We are concerned by:
- The success of the plan relies on carbon capture and storage at scale, which is expensive and unproven. The plan continues to roll out CCS within the power supply, in direct contradiction to CCC advice.
- The plan rolls back ambition on both:
- Tree planting, reduced to 7,455 hectares planted by 2030 (compared with 40,000 hectares planted in the previous plan).
- Peatland restoration with the plan committing to 8000 hectares (compared with 10,000 under the plan under the Conservatives).
- There is no recognition that, more than tree-planting, we need an ecosystem-based approach to restoring nature.
- The strategy removes the ban on new gas boilers.
- A lack of commitment to reduce overall flights (internally or internationally).

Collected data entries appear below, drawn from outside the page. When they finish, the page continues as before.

// Copyright (c) 2025 Erick Bourgeois, firestoned
// SPDX-License-Identifier: MIT

//! Unit tests for `reload.rs`

#[cfg(test)]
mod tests {
    use super::super::*;
    use crate::errors::ErrorKind;
    use crate::test_support::{
        self, prometheus_config_map, FakeKube, ManualClock, RecordingTelemetry,
    };
    use std::time::Duration;
    use wiremock::matchers::{method, path};
    use wiremock::{Mock, MockServer, ResponseTemplate};

    async fn step(server: &MockServer, clock: Arc<ManualClock>) -> (ReloadResource, Arc<Reloader>) {
        let kube = Arc::new(FakeKube::new());
        kube.put_config_map(prometheus_config_map(
            "monitoring",
            "prometheus",
            "prometheus.yml",
            "scrape_configs: []\n",
        ));
        let reloader = Arc::new(test_support::reloader(
            &server.uri(),
            Duration::from_secs(30),
            kube,
            clock,
            Arc::new(RecordingTelemetry::new()),
        ));
        (ReloadResource::new(reloader.clone()), reloader)
    }

    #[tokio::test]
    async fn test_stale_prometheus_is_reloaded() {
        let server = MockServer::start().await;
        Mock::given(method("GET"))
            .and(path("/api/v1/status/config"))
            .respond_with(ResponseTemplate::new(200).set_body_json(serde_json::json!({
                "status": "success",
                "data": { "yaml": "scrape_configs:\n- job_name: outdated\n" }
            })))
            .mount(&server)
            .await;
        Mock::given(method("POST"))
            .and(path("/-/reload"))
            .respond_with(ResponseTemplate::new(200))
            .expect(1)
            .mount(&server)
            .await;

        let (resource, reloader) = step(&server, Arc::new(ManualClock::new())).await;
        let outcome = resource
            .run(&CancellationToken::new())
            .await
            .expect("reload succeeds");

        assert_eq!(resource.name(), "reload");
        assert_eq!(outcome, StepOutcome::Done);
        assert!(reloader.last_reload().is_some());
    }

    #[tokio::test]
    async fn test_throttle_becomes_delayed_revisit() {
        let server = MockServer::start().await;
        Mock::given(method("POST"))
            .and(path("/-/reload"))
            .respond_with(ResponseTemplate::new(200))
            .expect(1)
            .mount(&server)
            .await;

        let clock = Arc::new(ManualClock::new());
        let (resource, reloader) = step(&server, clock.clone()).await;
        reloader.request_reload();
        resource
            .run(&CancellationToken::new())
            .await
            .expect("first reload");

        clock.advance(Duration::from_secs(12));
        let outcome = resource
            .run(&CancellationToken::new())
            .await
            .expect("throttle is not an error");

        assert_eq!(outcome, StepOutcome::KeepFinalizer(Duration::from_secs(18)));
    }

    #[tokio::test]
    async fn test_prometheus_failure_is_surfaced() {
        let server = MockServer::start().await;
        Mock::given(method("GET"))
            .and(path("/api/v1/status/config"))
            .respond_with(ResponseTemplate::new(503))
            .mount(&server)
            .await;

        let (resource, _) = step(&server, Arc::new(ManualClock::new())).await;
        let err = resource
            .run(&CancellationToken::new())
            .await
            .expect_err("prometheus is unavailable");

        assert_eq!(err.kind(), ErrorKind::ExecutionFailed);
    }
}
// Copyright (c) 2025 Erick Bourgeois, firestoned
// SPDX-License-Identifier: MIT

//! # Prometheus Config Controller
//!
//! A Kubernetes controller that keeps the scrape configuration of a running Prometheus
//! server in sync with the guest clusters represented by master services in the host
//! cluster.
//!
//! ## Overview
//!
//! On every trigger the controller:
//!
//! 1. Discovers master services annotated with `giantswarm.io/prometheus-cluster`
//! 2. Writes the TLS material of each guest cluster to the certificate directory
//! 3. Rewrites the managed `guest-cluster-*` jobs of the Prometheus ConfigMap, leaving
//!    every other job untouched
//! 4. Asks Prometheus to reload, at most once per minimum reload interval
//!
//! ## Modules
//!
//! - [`scrape`] - Scrape config generation and merging
//! - [`resources`] - Certificate, ConfigMap and reload resources
//! - [`reconciler`] - Ordered execution of resource steps
//! - [`controller`] - Worker loop with requeue and backoff
//! - [`informer`] - Tick, service and ConfigMap triggers
//! - [`reloader`] - Rate-limited Prometheus reloads
//! - [`kubernetes`] - Kubernetes API access
//! - [`config`] - Command line flags
//!
//! ## Example
//!
//! ```rust
//! use prometheus_config_controller::key::{ca_path, job_name};
//! use std::path::Path;
//!
//! assert_eq!(job_name("xa5ly", "kubelet"), "guest-cluster-xa5ly-kubelet");
//! assert_eq!(
//!     ca_path(Path::new("/certs"), "xa5ly"),
//!     Path::new("/certs/xa5ly-ca.pem")
//! );
//! ```

pub mod config;
pub mod constants;
pub mod controller;
pub mod errors;
pub mod informer;
pub mod key;
pub mod kubernetes;
pub mod labels;
pub mod metrics;
pub mod reconciler;
pub mod reloader;
pub mod resources;
pub mod retry;
pub mod scrape;
pub mod server;

#[cfg(test)]
pub(crate) mod test_support;
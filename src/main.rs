// Copyright (c) 2025 Erick Bourgeois, firestoned
// SPDX-License-Identifier: MIT

use anyhow::{Context, Result};
use clap::Parser;
use futures::stream;
use prometheus_config_controller::{
    config::{Args, Config},
    constants::{MAIN_LOOP, RELOAD_LOOP, TOKIO_WORKER_THREADS},
    controller::run_loop,
    informer::{artificial_ticks, config_map_triggers, service_triggers},
    kubernetes::{connect, KubeApi, KubeClient},
    metrics::{PrometheusTelemetry, Telemetry},
    reconciler::Reconciler,
    reloader::{Reloader, SystemClock},
    resources::{CertificateResource, ConfigMapResource, ReloadResource, ResourceStep, Step},
    retry::retry_api_call,
    server::start_server,
};
use std::sync::Arc;
use tokio::signal::unix::{signal, SignalKind};
use tokio_util::sync::CancellationToken;
use tracing::{debug, error, info};

fn main() -> Result<()> {
    let args = Args::parse();

    // Build Tokio runtime with custom thread names
    let runtime = tokio::runtime::Builder::new_multi_thread()
        .worker_threads(TOKIO_WORKER_THREADS)
        .thread_name("prometheus-config-controller")
        .enable_all()
        .build()?;

    runtime.block_on(async_main(args))
}

/// Initialize logging.
///
/// Respects `RUST_LOG` (default `info`) and `RUST_LOG_FORMAT` (`json` or text).
fn init_tracing() {
    let env_filter = tracing_subscriber::EnvFilter::try_from_default_env()
        .unwrap_or_else(|_| tracing_subscriber::EnvFilter::new("info"));

    let log_format = std::env::var("RUST_LOG_FORMAT").unwrap_or_else(|_| "text".to_string());

    match log_format.to_lowercase().as_str() {
        "json" => {
            tracing_subscriber::fmt()
                .with_env_filter(env_filter)
                .with_file(true)
                .with_line_number(true)
                .with_thread_names(true)
                .with_target(false)
                .json()
                .init();
        }
        _ => {
            tracing_subscriber::fmt()
                .with_env_filter(env_filter)
                .with_file(true)
                .with_line_number(true)
                .with_thread_names(true)
                .with_target(false)
                .with_ansi(true)
                .compact()
                .init();
        }
    }
}

/// Resolve once SIGINT or SIGTERM is received.
async fn shutdown_signal() -> Result<()> {
    let mut sigterm = signal(SignalKind::terminate())?;

    tokio::select! {
        result = tokio::signal::ctrl_c() => {
            result?;
            info!("Received SIGINT, initiating graceful shutdown");
        }
        _ = sigterm.recv() => {
            info!("Received SIGTERM (pod termination), initiating graceful shutdown");
        }
    }
    Ok(())
}

async fn async_main(args: Args) -> Result<()> {
    init_tracing();
    info!(
        version = env!("CARGO_PKG_VERSION"),
        "Starting Prometheus config controller"
    );

    if rustls::crypto::ring::default_provider()
        .install_default()
        .is_err()
    {
        debug!("rustls crypto provider already installed");
    }

    let config = Config::try_from(args).context("invalid configuration")?;
    debug!(config = ?config, "Configuration loaded");

    let client = connect(&config.kubernetes).await?;
    let version = retry_api_call(|| client.apiserver_version(), "apiserver version")
        .await
        .context("kubernetes api server is unreachable")?;
    info!(
        git_version = %version.git_version,
        platform = %version.platform,
        "Connected to Kubernetes API server"
    );

    let kube: Arc<dyn KubeApi> = Arc::new(KubeClient::new(client.clone()));
    let telemetry: Arc<dyn Telemetry> = Arc::new(PrometheusTelemetry);
    let reloader = Arc::new(Reloader::new(
        &config.prometheus_address,
        config.minimum_reload_time,
        config.config_map.clone(),
        kube.clone(),
        Arc::new(SystemClock),
        telemetry.clone(),
    )?);

    let certificate = CertificateResource::new(
        &config.certificate,
        kube.clone(),
        reloader.clone(),
        telemetry.clone(),
    );
    let config_map = ConfigMapResource::new(
        config.config_map.clone(),
        config.certificate.directory.clone(),
        kube.clone(),
        reloader.clone(),
        telemetry.clone(),
    );

    let main_steps: Vec<Box<dyn Step>> = vec![
        Box::new(ResourceStep::new(certificate)),
        Box::new(ResourceStep::new(config_map)),
    ];
    let reload_steps: Vec<Box<dyn Step>> = vec![Box::new(ReloadResource::new(reloader))];

    let main_reconciler = Arc::new(Reconciler::new(
        MAIN_LOOP,
        main_steps,
        config.resource_retries,
        telemetry.clone(),
    ));
    let reload_reconciler = Arc::new(Reconciler::new(
        RELOAD_LOOP,
        reload_steps,
        config.resource_retries,
        telemetry,
    ));

    let main_triggers = stream::select(
        service_triggers(client.clone()),
        artificial_ticks(config.resync_period),
    );
    let reload_triggers = stream::select(
        config_map_triggers(client, &config.config_map.namespace, &config.config_map.name),
        artificial_ticks(config.resync_period),
    );

    let cancel = CancellationToken::new();
    info!("Starting reconciliation loops");

    let (signal_result, (), (), server_result) = tokio::join!(
        async {
            let result = shutdown_signal().await;
            cancel.cancel();
            result
        },
        run_loop(main_reconciler, main_triggers, cancel.clone()),
        run_loop(reload_reconciler, reload_triggers, cancel.clone()),
        async {
            let result = start_server(config.listen_address, cancel.clone()).await;
            if let Err(e) = &result {
                error!(error = %e, "HTTP server failed, shutting down");
                cancel.cancel();
            }
            result
        },
    );

    signal_result?;
    server_result?;
    info!("Prometheus config controller stopped");
    Ok(())
}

- Oversight of the impact that the plan’s 22% Sustainable Aviation Fuel target will have on key international ecosystems.
There are reassuring commitments to climate action in this plan, which when considering the faltering political consensus amongst UK leaders, cannot be understated. However, we remain concerned that we are unprepared to protect communities and our economy from the worsening impacts of climate change and nature loss, and fear that we risk not delivering our fair share of international agreements.
The seemingly disjointed approach from Government is also adding fuel to the fire, with a commitment to climate and nature action one day, while the very next day Rachel Reeves considers slashing funding for more energy-efficient homes, or the Government greenlights the expansion of airports and or fails to rule out the looming potential of more oil and gas with Rosebank. We will only tackle the greatest challenge we face with a coordinated, whole-of-government approach, which is exactly what the CAN Bill calls for.
A science-led update to legislation remains the best pathway to ensure the UK faces the severe, fundamental risks that climate change and nature’s breakdown pose to the economy, our health, energy and food security before we “lose control of our climate for good”.